Был уже вечер, когда я прибыл в Колин. В ресторане отеля, где я остановился, пила и пела веселая толпа. [376] И здесь вновь я встретил радушный прием со стороны нескольких офицеров армейской группировки, которые служили под командованием Манштейна. Они снабдили меня рюкзаком, несколькими солдатскими рубашками, нижним бельем и другими необходимыми вещами.

Спустя несколько дней я отправился в Прагу, где встретил своего коллегу, герра фон Лаквальда — представителя МИДа в протекторате. Он также мне очень помог, и я смог купить несколько полезных вещей, хотя и не без трудностей, поскольку все было строго нормировано, а мои средства — весьма ограниченными.

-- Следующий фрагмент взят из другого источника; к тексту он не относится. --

use axum::{
    Json, Router,
    extract::State,
    routing::{get, post},
};
use validator::Validate;

use crate::{
    dto::{
        common::ActionResponse,
        wheel::{AddOptionRequest, WheelSnapshotResponse},
    },
    error::AppError,
    services::option_service,
    state::SharedState,
};

/// Routes serving the wheel snapshot and option registration.
pub fn router() -> Router<SharedState> {
    Router::new()
        .route("/state", get(wheel_snapshot))
        .route("/options", post(add_option))
        .route("/reset", post(reset_wheel))
}

/// Return the full wheel snapshot polled by viewers.
#[utoipa::path(
    get,
    path = "/state",
    tag = "wheel",
    responses(
        (status = 200, description = "Current shared wheel state", body = WheelSnapshotResponse)
    )
)]
pub async fn wheel_snapshot(
    State(state): State<SharedState>,
) -> Result<Json<WheelSnapshotResponse>, AppError> {
    let snapshot = option_service::snapshot(state.coordinator()).await?;
    Ok(Json(snapshot))
}

/// Register a new option with a usage limit.
#[utoipa::path(
    post,
    path = "/options",
    tag = "wheel",
    request_body = AddOptionRequest,
    responses(
        (status = 200, description = "Registration outcome", body = ActionResponse)
    )
)]
pub async fn add_option(
    State(state): State<SharedState>,
    Json(payload): Json<AddOptionRequest>,
) -> Result<Json<ActionResponse>, AppError> {
    payload.validate()?;
    let reply = option_service::add_option(
        state.coordinator(),
        &payload.name,
        &payload.description,
        payload.limit,
    )
    .await?;
    Ok(Json(reply.into()))
}

/// Reset the shared state to the default document.
#[utoipa::path(
    post,
    path = "/reset",
    tag = "wheel",
    responses(
        (status = 200, description = "State reset", body = ActionResponse)
    )
)]
pub async fn reset_wheel(
    State(state): State<SharedState>,
) -> Result<Json<ActionResponse>, AppError> {
    option_service::reset(state.coordinator()).await?;
    Ok(Json(ActionResponse {
        ok: true,
        message: "Shared state reset.".into(),
    }))
}
//! Error types shared by the remote table store.

use reqwest::StatusCode;
use thiserror::Error;

use crate::dao::storage::StorageError;

/// Convenient result alias returning [`RestDaoError`] failures.
pub type RestResult<T> = Result<T, RestDaoError>;

/// Failures that can occur while talking to the remote state table.
#[derive(Debug, Error)]
pub enum RestDaoError {
    /// Building the HTTP client failed (invalid TLS setup, etc).
    #[error("failed to build remote sync client")]
    ClientBuilder {
        /// Builder failure.
        #[source]
        source: reqwest::Error,
    },
    /// A request could not be sent.
    #[error("failed to send remote request to `{path}`")]
    RequestSend {
        /// Target path of the request.
        path: String,
        /// Transport failure.
        #[source]
        source: reqwest::Error,
    },
    /// The gateway returned an unexpected status code.
    #[error("unexpected remote response status {status} for `{path}`")]
    RequestStatus {
        /// Target path of the request.
        path: String,
        /// Returned status code.
        status: StatusCode,
    },
    /// A response payload could not be parsed.
    #[error("failed to decode remote response for `{path}`")]
    DecodeResponse {
        /// Target path of the request.
        path: String,
        /// Decode failure.
        #[source]
        source: reqwest::Error,
    },
    /// The optional atomic procedure is not installed on the backend.
    #[error("remote procedure `{procedure}` is not installed")]
    ProcedureMissing {
        /// Name of the missing procedure.
        procedure: &'static str,
    },
    /// The procedure answered with a shape we cannot interpret.
    #[error("unexpected `{procedure}` response: {detail}")]
    MalformedRpcResponse {
        /// Name of the procedure.
        procedure: &'static str,
        /// What was wrong with the payload.
        detail: String,
    },
    /// The procedure reported a server-side error.
    #[error("remote procedure `{procedure}` failed: {message}")]
    RpcFailure {
        /// Name of the procedure.
        procedure: &'static str,
        /// Error reported by the backend.
        message: String,
    },
}

impl From<RestDaoError> for StorageError {
    fn from(err: RestDaoError) -> Self {
        match err {
            RestDaoError::ProcedureMissing { procedure } => {
                StorageError::CapabilityMissing { procedure }
            }
            other => {
                let message = other.to_string();
                StorageError::unavailable(message, other)
            }
        }
    }
}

Прага поразила меня. Война почти не коснулась ее, улицы были забиты веселыми молодыми людьми обоего пола: чехов не призывали на военную службу. Правда, существовала небольшая опасность воздушных налетов, и ежедневные тревоги по утрам вынуждали нас спускаться в убежище. Город, эта жемчужина архитектуры барокко, очаровал меня.

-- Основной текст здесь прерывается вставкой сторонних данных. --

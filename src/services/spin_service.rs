//! Spin engine: atomic remote procedure first, local read-modify-write
//! fallback under the coordinator's operation gate.

use rand::seq::IndexedRandom;

use crate::{
    dao::models::{SpinAssignment, SpinOutcome, current_time_ms},
    error::ServiceError,
    services::sync_service::{SyncBackend, SyncCoordinator},
};

/// Run one spin. Exactly one option's remaining count decreases and one
/// assignment is appended, or nothing changes and `None` is returned when
/// the pool is empty.
pub async fn spin_once(
    coordinator: &SyncCoordinator,
) -> Result<Option<SpinOutcome>, ServiceError> {
    if let Some(remote) = coordinator.remote_if_active()
        && coordinator.session().spin_procedure_enabled()
    {
        match remote.spin_once().await {
            Ok(outcome) => {
                coordinator.session().set_backend(SyncBackend::Remote);
                coordinator.session().set_force_local(false);
                if let Some(ref spun) = outcome {
                    // The procedure owns the decrement and the spin id; the
                    // assignment log entry is written best-effort from here.
                    record_assignment(coordinator, spun.spin_id, &spun.winner_name).await;
                }
                return Ok(outcome);
            }
            Err(err) if err.is_capability_missing() => {
                coordinator.session().disable_spin_procedure();
                coordinator.session().warn(
                    "Atomic cloud spin procedure not installed. Using standard cloud mode.",
                );
            }
            Err(err) => {
                coordinator.session().warn(format!(
                    "Cloud spin procedure unavailable ({err}). Using standard cloud mode."
                ));
            }
        }
    }

    spin_read_modify_write(coordinator).await
}

async fn spin_read_modify_write(
    coordinator: &SyncCoordinator,
) -> Result<Option<SpinOutcome>, ServiceError> {
    let _gate = coordinator.lock_operations().await;

    let mut state = coordinator.load().await?;
    let pool = state.pool_indices();
    let Some(&winner_index) = pool.as_slice().choose(&mut rand::rng()) else {
        return Ok(None);
    };

    // Labels are captured before the decrement so the rendered wheel shows
    // every contestant, winner included.
    let labels_for_spin: Vec<String> = pool
        .iter()
        .map(|&index| state.options[index].name.clone())
        .collect();

    let winner_name = state.options[winner_index].name.clone();
    let winner_description = state.options[winner_index].description.clone();

    state.options[winner_index].remaining -= 1;
    state.spin_id += 1;

    let assignment = SpinAssignment {
        spin_id: state.spin_id,
        option_name: winner_name.clone(),
        assigned_at_ms: current_time_ms(),
        team_name: String::new(),
        completed_at_ms: None,
        submission_seq: None,
    };
    if !state.has_assignment(assignment.spin_id) {
        state.assignments.push(assignment);
    }

    let spin_id = state.spin_id;
    coordinator.save(state).await?;

    Ok(Some(SpinOutcome {
        winner_name,
        winner_description,
        labels_for_spin,
        spin_id,
    }))
}

/// Idempotently append an assignment entry for an already-final spin.
///
/// The spin result is final by the time this runs, so failures surface as
/// warnings instead of failing the spin.
pub(crate) async fn record_assignment(
    coordinator: &SyncCoordinator,
    spin_id: u64,
    option_name: &str,
) {
    let _gate = coordinator.lock_operations().await;

    let mut state = match coordinator.load().await {
        Ok(state) => state,
        Err(err) => {
            coordinator
                .session()
                .warn(format!("Spin recorded, but assignment log failed ({err})."));
            return;
        }
    };

    if state.has_assignment(spin_id) {
        return;
    }

    state.assignments.push(SpinAssignment {
        spin_id,
        option_name: option_name.to_string(),
        assigned_at_ms: current_time_ms(),
        team_name: String::new(),
        completed_at_ms: None,
        submission_seq: None,
    });

    if let Err(err) = coordinator.save(state).await {
        coordinator
            .session()
            .warn(format!("Assignment log save failed ({err})."));
    }
}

Как объяснил мне Лаквальд, Богемия была государством, которым эффективно и умело управляла вездесущая тайная полиция под командованием пресловутого помощника «протектора» Карла Хейнмана Франка, и потому Лаквальд счел разумным доложить о моем прибытии в Бург, где находилось правительство, поскольку там все равно узнают об этом и могут возникнуть подозрения.

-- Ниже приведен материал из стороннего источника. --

use serde::Deserialize;
use utoipa::ToSchema;
use validator::Validate;

/// Payload requesting that a spin result be emailed.
#[derive(Debug, Deserialize, ToSchema, Validate)]
pub struct SendResultEmailRequest {
    /// Recipient address.
    #[validate(email(message = "Please enter a valid email address."))]
    pub recipient: String,
}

На следующее утро меня попросили явиться в Бург для встречи с Франком. Он произвел на меня более благоприятное впечатление, чем я ожидал, хотя за вежливыми манерами и приятной внешностью безошибочно угадывался жесткий и грубый шеф полиции.

Франк расспросил меня о моих впечатлениях о Силезии и о планах на будущее. Услышав, что у меня проблемы с сердцем, он приказал специалисту из местного университета обследовать меня и пообещал дать машину до Баварии. И сдержал слово. Профессор согласился позволить мне ехать. Владелец машины, собиравшийся в Линц, Австрия, известил меня, что заедет за мной в условленный день.

Вечером перед отъездом Франк прислал мне в отель [377] пакет с бутербродами и бутылку бренди со стаканом. Так что лично я не могу пожаловаться на Франка!

Когда я отправился на встречу с командующим корпусом, до меня дошло трагическое известие. Оба брата моей жены умерли в один день. Старший, к которому я был очень привязан, был убит в своем доме бродячим югославским военнопленным, а младший, чье имение находилось в нескольких милях, его жена и три молодых сына совершили самоубийство, когда русские танки вошли в их имение. Сестра моей жены потеряла троих из семерых своих детей — два мальчика были убиты на войне, а дочь погибла во время воздушного налета — и двоих зятьев, мало кто остался от семьи моей жены.

Я уехал из Праги в машине австрийского архитектора в сопровождении подрядчика из Богемии. Мы вырвались из города во время воздушного налета, пересекли границу и в сумерках достигли Линца.

В Линце друзья помогли мне продолжить путешествие до Тегенрзее, Верхняя Бавария. Сильный снегопад на целый день задержал мою поездку на санях к отдаленной горной деревне и летнему курорту Бад Крент, где жил со своей семьей герр Нобель, мой коллега по работе в Токио, а также дочери фрау Охеймб, умершей в Гродицберге на положении беженки. К счастью, в доме герра Нобеля нашлась свободная комната, и он предложил мне свое гостеприимство. Так я вновь нашел убежище, где мог подготовиться к встрече с грядущими бедами и, возможно, к тому, чтобы начать жизнь заново в оставшиеся мне годы.